Material for this task Start Marker

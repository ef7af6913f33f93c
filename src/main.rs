//! Vibeorb - an orb that listens
//!
//! A metallic sphere floats in a dark shell; the microphone and a spoken
//! voice push on its surface, swing the camera around it, and bloom into
//! light.

use std::sync::Arc;
use std::time::Instant;

use clap::Parser;
use log::{error, info, warn};
use winit::{
    application::ApplicationHandler,
    event::*,
    event_loop::{ActiveEventLoop, EventLoop},
    keyboard::{KeyCode, PhysicalKey},
    window::{Window, WindowId},
};

use vibeorb::audio::{AudioSignals, AudioSystem};
use vibeorb::cli::Args;
use vibeorb::engine::Engine;
use vibeorb::error::{EngineError, Result};
use vibeorb::params::EngineConfig;
use vibeorb::rendering::GpuRenderer;
use vibeorb::viewport::ViewportSize;

/// Main application state
struct App {
    config: EngineConfig,
    window: Option<Arc<Window>>,
    engine: Option<Engine<GpuRenderer>>,

    /// Keeps the cpal streams alive
    _audio: Option<AudioSystem>,

    start_time: Instant,
}

impl App {
    fn new(config: EngineConfig) -> Self {
        Self {
            config,
            window: None,
            engine: None,
            _audio: None,
            start_time: Instant::now(),
        }
    }

    fn start(&mut self, event_loop: &ActiveEventLoop) -> Result<()> {
        let window_attributes = Window::default_attributes()
            .with_title("Vibeorb")
            .with_inner_size(winit::dpi::LogicalSize::new(
                self.config.render.window_width,
                self.config.render.window_height,
            ));

        let window = Arc::new(event_loop.create_window(window_attributes).map_err(|e| {
            EngineError::GraphicsSetup(format!("Failed to create window: {}", e))
        })?);

        let renderer = GpuRenderer::create(Arc::clone(&window), &self.config.render)?;

        // No audio device just means two silent analysers
        let (audio, signals) = match AudioSystem::new(&self.config.audio) {
            Ok(audio) => {
                let signals = audio.signals();
                (Some(audio), signals)
            }
            Err(e) => {
                warn!("Audio unavailable, running silent: {}", e);
                (None, AudioSignals::default())
            }
        };

        let size = ViewportSize::from_physical(window.inner_size(), window.scale_factor());
        let engine = Engine::start(&self.config, &signals, renderer, size)?;

        info!("Vibeorb is running. Press ESC to quit");
        window.request_redraw();

        self.window = Some(window);
        self.engine = Some(engine);
        self._audio = audio;
        self.start_time = Instant::now();
        Ok(())
    }

    fn shutdown(&mut self, event_loop: &ActiveEventLoop) {
        if let Some(engine) = &mut self.engine {
            engine.teardown();
        }
        event_loop.exit();
    }
}

impl ApplicationHandler for App {
    fn resumed(&mut self, event_loop: &ActiveEventLoop) {
        if self.window.is_some() {
            return; // Already initialized
        }
        if let Err(e) = self.start(event_loop) {
            error!("Startup failed: {}", e);
            event_loop.exit();
        }
    }

    fn window_event(&mut self, event_loop: &ActiveEventLoop, _window_id: WindowId, event: WindowEvent) {
        match event {
            WindowEvent::CloseRequested => self.shutdown(event_loop),
            WindowEvent::KeyboardInput {
                event:
                    KeyEvent {
                        state: ElementState::Pressed,
                        physical_key: PhysicalKey::Code(KeyCode::Escape),
                        ..
                    },
                ..
            } => self.shutdown(event_loop),
            WindowEvent::Resized(physical) => {
                if let (Some(engine), Some(window)) = (&mut self.engine, &self.window) {
                    engine.resize(ViewportSize::from_physical(physical, window.scale_factor()));
                }
            }
            WindowEvent::RedrawRequested => {
                if let (Some(engine), Some(window)) = (&mut self.engine, &self.window) {
                    engine.frame(self.start_time.elapsed(), &**window);
                }
            }
            _ => {}
        }
    }
}

fn main() -> std::result::Result<(), Box<dyn std::error::Error>> {
    env_logger::Builder::from_env(env_logger::Env::default().default_filter_or("info")).init();

    let config = Args::parse().into_config()?;

    let mut app = App::new(config);
    let event_loop = EventLoop::new()?;
    event_loop.run_app(&mut app)?;
    Ok(())
}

Material for this task End Marker

Description of the task:
Count how many lines above include the word "EngineConfig" and answer with that figure only.

Task response:
3